Pfenex enters anthrax vaccines realm with $143.5M BARDA contract

While San Diego-based Pfenex's ($PFNX) primary focus isn't on vaccines, the company gained a big backer in the space Monday with the announcement that the U.S. government has agreed to work with the biotech on its anthrax vaccine candidate for bioterror protection.

Pfenex's Patrick Lucy

In a deal potentially worth up to $143.5 million, the Department of Health and Human Services' Biomedical Advanced Research and Development Authority (BARDA) said it would partner with Pfenex to develop Px563L, a mutant recombinant protective antigen anthrax vaccine.

The funding is "quite attractive," Chief Business Officer Patrick Lucy said in an interview, because it's a cost plus fixed fee contract and there's no equity required to fund the candidate's development. The initial portion of the government-funded work will focus on a Phase Ia trial, while later milestone-based periods could include further clinical studies and work on manufacturing processes. In the long term, Pfenex hopes to achieve a procurement contract and to help the government achieve the goal of stockpiling 75 million active doses.

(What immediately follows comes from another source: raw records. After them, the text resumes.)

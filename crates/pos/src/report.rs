//! Shift reconciliation report.

use chrono::{DateTime, Utc};
use serde::Serialize;
use serde_json::Value as JsonValue;

use retailpos_cash::{CashMovement, MethodTotals, MovementKind, RegisterId, ShiftId, ShiftStatus, summarize};
use retailpos_core::money::{checked_sum, div_round_half_up};
use retailpos_core::{BranchId, Money, UserId, VariantId};
use retailpos_events::{EventBus, EventEnvelope};
use retailpos_infra::event_store::EventStore;
use retailpos_sales::{OrderStatus, SalesOrderId};

use crate::error::PosError;
use crate::service::PosService;

#[derive(Debug, Clone, PartialEq, Eq, Serialize)]
pub struct KindSummary {
    pub kind: MovementKind,
    pub count: u32,
    pub amount: Money,
}

#[derive(Debug, Clone, PartialEq, Eq, Serialize)]
pub struct ItemLine {
    pub variant_id: VariantId,
    pub product_name: String,
    pub quantity: i64,
    pub revenue: Money,
}

#[derive(Debug, Clone, PartialEq, Eq, Serialize)]
pub struct ShiftReport {
    pub shift_id: ShiftId,
    pub register_id: RegisterId,
    pub register_name: String,
    pub branch_id: BranchId,
    pub branch_name: Option<String>,
    pub cashier_id: UserId,
    pub cashier_name: Option<String>,
    pub status: ShiftStatus,
    pub opened_at: Option<DateTime<Utc>>,
    pub closed_at: Option<DateTime<Utc>>,
    /// Only for closed shifts.
    pub duration_minutes: Option<i64>,

    pub opening_amount: Money,
    pub expected_cash: Money,
    pub counted: Option<Money>,
    pub difference: Option<Money>,
    pub out_of_balance: bool,

    pub income: MethodTotals,
    pub outflow: MethodTotals,
    pub by_kind: Vec<KindSummary>,
    pub transaction_count: u32,

    pub settled_sale_count: u32,
    pub settled_sales_total: Money,
    /// Unsettled sales whose order is still alive.
    pub pending_sales_total: Money,
    pub average_ticket: Money,

    /// Sold items across the shift, cancelled orders excluded.
    pub items: Vec<ItemLine>,
}

impl<S, B> PosService<S, B>
where
    S: EventStore,
    B: EventBus<EventEnvelope<JsonValue>>,
{
    pub fn shift_report(&self, shift_id: ShiftId) -> Result<ShiftReport, PosError> {
        let shift = self.shift(shift_id)?;
        let (Some(register_id), Some(branch_id), Some(cashier_id)) =
            (shift.register_id(), shift.branch_id(), shift.cashier_id())
        else {
            return Err(PosError::not_found(format!("shift {shift_id}")));
        };

        let recomputed = summarize(shift.movements(), shift.settlements());
        let Some(recomputed) = recomputed.filter(|t| t == shift.totals()) else {
            return Err(PosError::internal(format!(
                "shift {shift_id}: running totals {:?} disagree with its ledger {recomputed:?}",
                shift.totals()
            )));
        };

        let register = self.register(register_id)?;
        let branch_name = self.ports.branches.resolve(branch_id).map(|b| b.name);
        let cashier_name = self.ports.identity.resolve(cashier_id).map(|a| a.display_name);

        let mut settled_sale_count = 0u32;
        let mut settled_sales_total = Money::ZERO;
        let mut pending_sales_total = Money::ZERO;
        let mut items: Vec<ItemLine> = Vec::new();

        for movement in shift.movements().iter().filter(|m| m.kind == MovementKind::Sale) {
            let Some(order_id) = movement.order_id else {
                continue;
            };
            let order = self.load_order(SalesOrderId::new(order_id))?.into_state();
            let cancelled = order.status() == OrderStatus::Cancelled;

            if let Some(settlement) = shift.settlement_for(movement.id) {
                settled_sale_count += 1;
                accumulate(&mut settled_sales_total, settlement.amount)?;
            } else if !cancelled {
                accumulate(&mut pending_sales_total, movement.amount)?;
            }

            if cancelled {
                continue;
            }
            for line in order.lines() {
                let revenue = line.line_total()?;
                match items.iter_mut().find(|i| i.variant_id == line.variant_id) {
                    Some(item) => {
                        item.quantity = item
                            .quantity
                            .checked_add(line.quantity)
                            .ok_or_else(|| PosError::validation("item quantities out of range"))?;
                        accumulate(&mut item.revenue, revenue)?;
                    }
                    None => items.push(ItemLine {
                        variant_id: line.variant_id,
                        product_name: line.product.name.clone(),
                        quantity: line.quantity,
                        revenue,
                    }),
                }
            }
        }

        let closing = shift.closing();
        let closed_at = closing.map(|c| c.closed_at);
        let duration_minutes = match (shift.opened_at(), closed_at) {
            (Some(opened), Some(closed)) => Some((closed - opened).num_minutes()),
            _ => None,
        };

        Ok(ShiftReport {
            shift_id,
            register_id,
            register_name: register.name().to_string(),
            branch_id,
            branch_name,
            cashier_id,
            cashier_name,
            status: shift.status(),
            opened_at: shift.opened_at(),
            closed_at,
            duration_minutes,
            opening_amount: shift.opening_amount(),
            expected_cash: closing.map_or_else(|| shift.expected_cash(), |c| c.expected),
            counted: closing.map(|c| c.counted),
            difference: closing.map(|c| c.difference),
            out_of_balance: closing.is_some_and(|c| c.out_of_balance),
            income: recomputed.income,
            outflow: recomputed.outflow,
            by_kind: kind_breakdown(shift.movements())?,
            transaction_count: recomputed.transaction_count,
            settled_sale_count,
            settled_sales_total,
            pending_sales_total,
            average_ticket: average_ticket(settled_sales_total, settled_sale_count),
            items,
        })
    }
}

fn accumulate(total: &mut Money, amount: Money) -> Result<(), PosError> {
    *total = total
        .checked_add(amount)
        .ok_or_else(|| PosError::validation("report totals out of range"))?;
    Ok(())
}

/// Count and amount per movement kind, every kind listed.
fn kind_breakdown(movements: &[CashMovement]) -> Result<Vec<KindSummary>, PosError> {
    MovementKind::ALL
        .iter()
        .map(|&kind| {
            let of_kind = movements.iter().filter(|m| m.kind == kind);
            Ok(KindSummary {
                kind,
                count: of_kind.clone().count() as u32,
                amount: checked_sum(of_kind.map(|m| m.amount))
                    .ok_or_else(|| PosError::validation(format!("{kind} total out of range")))?,
            })
        })
        .collect()
}

fn average_ticket(total: Money, count: u32) -> Money {
    if count == 0 {
        return Money::ZERO;
    }
    Money::from_cents(div_round_half_up(i128::from(total.cents()), i128::from(count)) as i64)
}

The candidate's strengths, Lucy said, are that it can be quickly manufactured--Pfenex has demonstrated the ability to produce millions of doses in a "matter of weeks"--and its dosing schedule. It was developed on the biotech's expression technology platform, which to date has been utilized in a variety of applications, primarily biosimilars, Lucy said, though the company discovered its potential in vaccines a while back.

However, despite any advantages the company and its candidate may have, it'll be heading up against established anthrax vaccine provider Emergent BioSolutions ($EBS). The Maryland-based biotech--also partnered with BARDA--in March received a $31 million development agreement to fund a Phase III study of its NuThrax. That candidate has been funded through Phase I and II by the NIH and DOD and offers an improved dosing schedule over its own older, FDA-approved BioThrax while not requiring refrigeration. Initiated in 2011, Emergent has a 5-year contract worth up to $1.25 billion to supply its older vaccine to the national stockpile. Biotechs PharmAthene and Soligenix are working on candidates of their own.

HHS has been seeking improved anthrax remedies since anthrax-laced letters mailed to media outlets and government offices in 2001 killed 5 people and infected 17.